[Bachelor's 4th year of Computing Science Honours degree: dissertation over the course of a research internship at Edinburgh Napier University]
In Machine Learning, Neural network have demonstrated flexibility and robustness properties. It is known that neural nets can be used for solving a wide variety of problems, provided that the topology is appropriately chosen. There are two main schools of thought when it comes to training neural networks: the use of gradient based methods with the back propagation algorithm and the use of evolutionary algorithms. This research project researches the automation of the design of the most adequate architecture and weights for solving various supervised learning problem.

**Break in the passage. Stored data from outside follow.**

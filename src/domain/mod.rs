// ============================================================================
// Domain Layer - Business Logic
// ============================================================================
//
// Pure order-list rules. No I/O and no async here; the controller actor
// composes these with the Order Service.
//
// ============================================================================

pub mod order;
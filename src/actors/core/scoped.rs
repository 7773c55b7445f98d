use std::collections::HashMap;
use std::sync::RwLock;

// ============================================================================
// Controller-Scoped Stores
// ============================================================================
//
// Collaborator state that lives exactly as long as one controller: option
// lists for the filter dropdowns, remembered lookups and the like. The
// controller owns them through `Arc<dyn ScopedStore>` and calls `reset()` on
// teardown and whenever it resets its filter to defaults.
//
// ============================================================================

/// Trait for stores whose contents must not outlive the controller using them.
pub trait ScopedStore: Send + Sync {
    /// Name used in logs.
    fn store_name(&self) -> &str;

    /// Drop everything cached so far.
    fn reset(&self);
}

/// Keyed cache of label lookups (provider names, service titles, ...).
pub struct LookupCache {
    name: String,
    entries: RwLock<HashMap<String, String>>,
}

impl LookupCache {
    pub fn new(name: impl Into<String>) -> Self {
        Self {
            name: name.into(),
            entries: RwLock::new(HashMap::new()),
        }
    }

    pub fn insert(&self, key: impl Into<String>, label: impl Into<String>) {
        match self.entries.write() {
            Ok(mut entries) => {
                entries.insert(key.into(), label.into());
            }
            Err(poisoned) => {
                poisoned.into_inner().insert(key.into(), label.into());
            }
        }
    }

    pub fn get(&self, key: &str) -> Option<String> {
        match self.entries.read() {
            Ok(entries) => entries.get(key).cloned(),
            Err(poisoned) => poisoned.into_inner().get(key).cloned(),
        }
    }

    pub fn len(&self) -> usize {
        match self.entries.read() {
            Ok(entries) => entries.len(),
            Err(poisoned) => poisoned.into_inner().len(),
        }
    }

    pub fn is_empty(&self) -> bool {
        self.len() == 0
    }
}

impl ScopedStore for LookupCache {
    fn store_name(&self) -> &str {
        &self.name
    }

    fn reset(&self) {
        let cleared = match self.entries.write() {
            Ok(mut entries) => {
                let count = entries.len();
                entries.clear();
                count
            }
            Err(poisoned) => {
                let mut entries = poisoned.into_inner();
                let count = entries.len();
                entries.clear();
                count
            }
        };
        tracing::debug!(store = %self.name, cleared, "Scoped store reset");
    }
}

This CLI tool is composed of 3 benchmarks and some additional directories:
- The
BP_experiment
directory contains the BP benchmark (using the FANN library) - The
NEAT_experiment
directory contains the NEAT benchmark (using NEAT library) - The
evolutionary_nets
directory contains the evolutionary nets benchmark (PSO, DE & AIS) - The
formatting_scripts
directory contains C++ scripts to perform CSV to FANN & FANN to CSV data set conversion. (see section on Adding more data sets) - The
data
directory contains the data sets to be used for the experiment. It is also in this directory that results are written.
The benchmark can be ran as a whole using run_all_benchmarks.sh
. It is also possible to run each benchmark independently using the run_experiment.sh
script of each experiment's directory. See below for more information on the libraries and main acronyms used in this project.
Algorithms:
- Differential Evolution (referred to as: DE)
- Particle Swarm Optimization (referred to as: PSO)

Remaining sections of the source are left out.